Le reportage de Ruptly montre d'aileurs l’entrée d’agents de police dans l’enceinte de la mosquée, qu’on ne voit pas dans les vidéos, plus courtes, diffusées sur Facebook.
"Aujourd'hui, environ 300 personnes se sont rassemblées devant une mosquée à #Neukölln pour des appels à la prière", a détaillé dans un tweet la police berlinoise le 3 avril.
Les forces de l’ordre et l’imam n'ont "réussi que partiellement à persuader les personnes présentes de garder leurs distances. La prière a été arrêtée prématurément en accord avec l'imam", ajoute le tweet accompagné du hashtag #covid19.

La police a également indiqué que "les responsables de la mosquée (avaient) assuré qu'ils utiliseraient les réseaux sociaux pour rappeler que les appels à la prière en ligne ne doivent pas être suivis d'apparitions en personne et qu'ils seront interrompus immédiatement s'il y a de nouveaux rassemblements."
La mosquée a ensuite diffusé sur sa page Facebook des recommandations par écrit et en vidéo appelant les fidèles à prier chez eux.
La mosquée n’étant pas ouverte au public, "à aucun moment, NBS ni la mosquée n'ont violé l'ordonnance sur les mesures de confinement du Sénat de Berlin", a indiqué le porte-parole maire du district de Neukölln.
Ce rassemblement a été rapporté dans plusieurs journaux allemands, comme le Berliner Zeitung et Bild.

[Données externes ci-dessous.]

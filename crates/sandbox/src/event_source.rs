use async_trait::async_trait;
use pipeline::{
    EventKinds, EventSource, Page, ProviderError, ProviderErrorKind, Subscription, SubscriptionId,
    Tags,
};

use crate::world::page_after;
use crate::{random_id, SandboxCloud, SandboxOp};

#[async_trait]
impl EventSource for SandboxCloud {
    async fn create_subscription(
        &self,
        events: &EventKinds,
        url: &str,
        metadata: &Tags,
    ) -> Result<Subscription, ProviderError> {
        let op = SandboxOp::CreateSubscription;
        self.enter(op)?;

        if !url.starts_with("https://") {
            return Err(op.error(
                ProviderErrorKind::InvalidRequest,
                format!("Invalid URL: {url}. URLs must use https"),
            ));
        }

        let id = SubscriptionId::new(format!("we_{}", random_id(24)))
            .ok_or_else(|| op.error(ProviderErrorKind::Other, "could not assign an id"))?;
        let subscription = Subscription {
            id,
            url: url.to_owned(),
            enabled_events: events.clone(),
            metadata: metadata.clone(),
        };
        self.world
            .write()
            .await
            .subscriptions
            .push(subscription.clone());
        tracing::debug!(subscription = %subscription.id, url, "Sandbox subscription created");
        Ok(subscription)
    }

    async fn delete_subscription(&self, id: &SubscriptionId) -> Result<(), ProviderError> {
        let op = SandboxOp::DeleteSubscription;
        self.enter(op)?;

        let mut world = self.world.write().await;
        let before = world.subscriptions.len();
        world.subscriptions.retain(|s| &s.id != id);
        if world.subscriptions.len() == before {
            return Err(op.error(
                ProviderErrorKind::NotFound,
                format!("No such webhook endpoint: '{id}'"),
            ));
        }
        Ok(())
    }

    async fn list_subscriptions(
        &self,
        cursor: Option<String>,
    ) -> Result<Page<Subscription>, ProviderError> {
        self.enter(SandboxOp::ListSubscriptions)?;

        let world = self.world.read().await;
        let (ids, next) = page_after(
            world.subscriptions.iter().map(|s| s.id.as_str()),
            cursor.as_deref(),
            self.options().page_size,
        );
        let items = ids
            .into_iter()
            .filter_map(|id| world.subscriptions.iter().find(|s| s.id.as_str() == id))
            .cloned()
            .collect();
        Ok(Page { items, next })
    }
}

#[cfg(test)]
mod tests {
    use super::*;
    use crate::SandboxOptions;

    #[tokio::test]
    async fn subscriptions_list_in_creation_order_across_pages() {
        let cloud = SandboxCloud::new(SandboxOptions {
            page_size: 1,
            ..SandboxOptions::default()
        });
        let first = cloud
            .create_subscription(&EventKinds::All, "https://a.example/hook", &Tags::new())
            .await
            .unwrap();
        let second = cloud
            .create_subscription(&EventKinds::All, "https://b.example/hook", &Tags::new())
            .await
            .unwrap();

        let page = cloud.list_subscriptions(None).await.unwrap();
        assert_eq!(page.items, [first]);
        let page = cloud.list_subscriptions(page.next).await.unwrap();
        assert_eq!(page.items, [second]);
        assert_eq!(page.next, None);
    }

    #[tokio::test]
    async fn listing_survives_deletion_of_the_cursor_subscription() {
        let cloud = SandboxCloud::new(SandboxOptions {
            page_size: 1,
            ..SandboxOptions::default()
        });
        let mut created = Vec::new();
        for host in ["a", "b", "c"] {
            let url = format!("https://{host}.example/hook");
            created.push(
                cloud
                    .create_subscription(&EventKinds::All, &url, &Tags::new())
                    .await
                    .unwrap(),
            );
        }

        let page = cloud.list_subscriptions(None).await.unwrap();
        assert_eq!(page.items, [created[0].clone()]);
        cloud.delete_subscription(&created[0].id).await.unwrap();

        let page = cloud.list_subscriptions(page.next).await.unwrap();
        assert_eq!(page.items, [created[1].clone()]);
        let page = cloud.list_subscriptions(page.next).await.unwrap();
        assert_eq!(page.items, [created[2].clone()]);
        assert_eq!(page.next, None);
    }

    #[tokio::test]
    async fn plain_http_targets_are_rejected() {
        let cloud = SandboxCloud::default();
        let err = cloud
            .create_subscription(&EventKinds::All, "http://insecure", &Tags::new())
            .await
            .unwrap_err();
        assert_eq!(err.kind, ProviderErrorKind::InvalidRequest);
    }

    #[tokio::test]
    async fn deleting_an_unknown_subscription_fails() {
        let cloud = SandboxCloud::default();
        let err = cloud
            .delete_subscription(&SubscriptionId::new("we_missing").unwrap())
            .await
            .unwrap_err();
        assert!(err.is_not_found());
    }
}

Le 6 avril, le conseiller du quartier de Neukölln en charge de la santé et la jeunesse, Falko Liecke, a annoncé qu’il était désormais interdit à la mosquée de diffuser publiquement l'appel à la prière, après les "violations massives des mesures de confinement vendredi" 3 avril.
Les organisations religieuses ont annoncé dans un communiqué qu’elles mettaient fin à leur initiative et "donc également à l’appel public à la prière".
*Outil développé notamment par l'AFP et permettant, entre autres, d'effectuer des recherches inversées à partir de vidéos.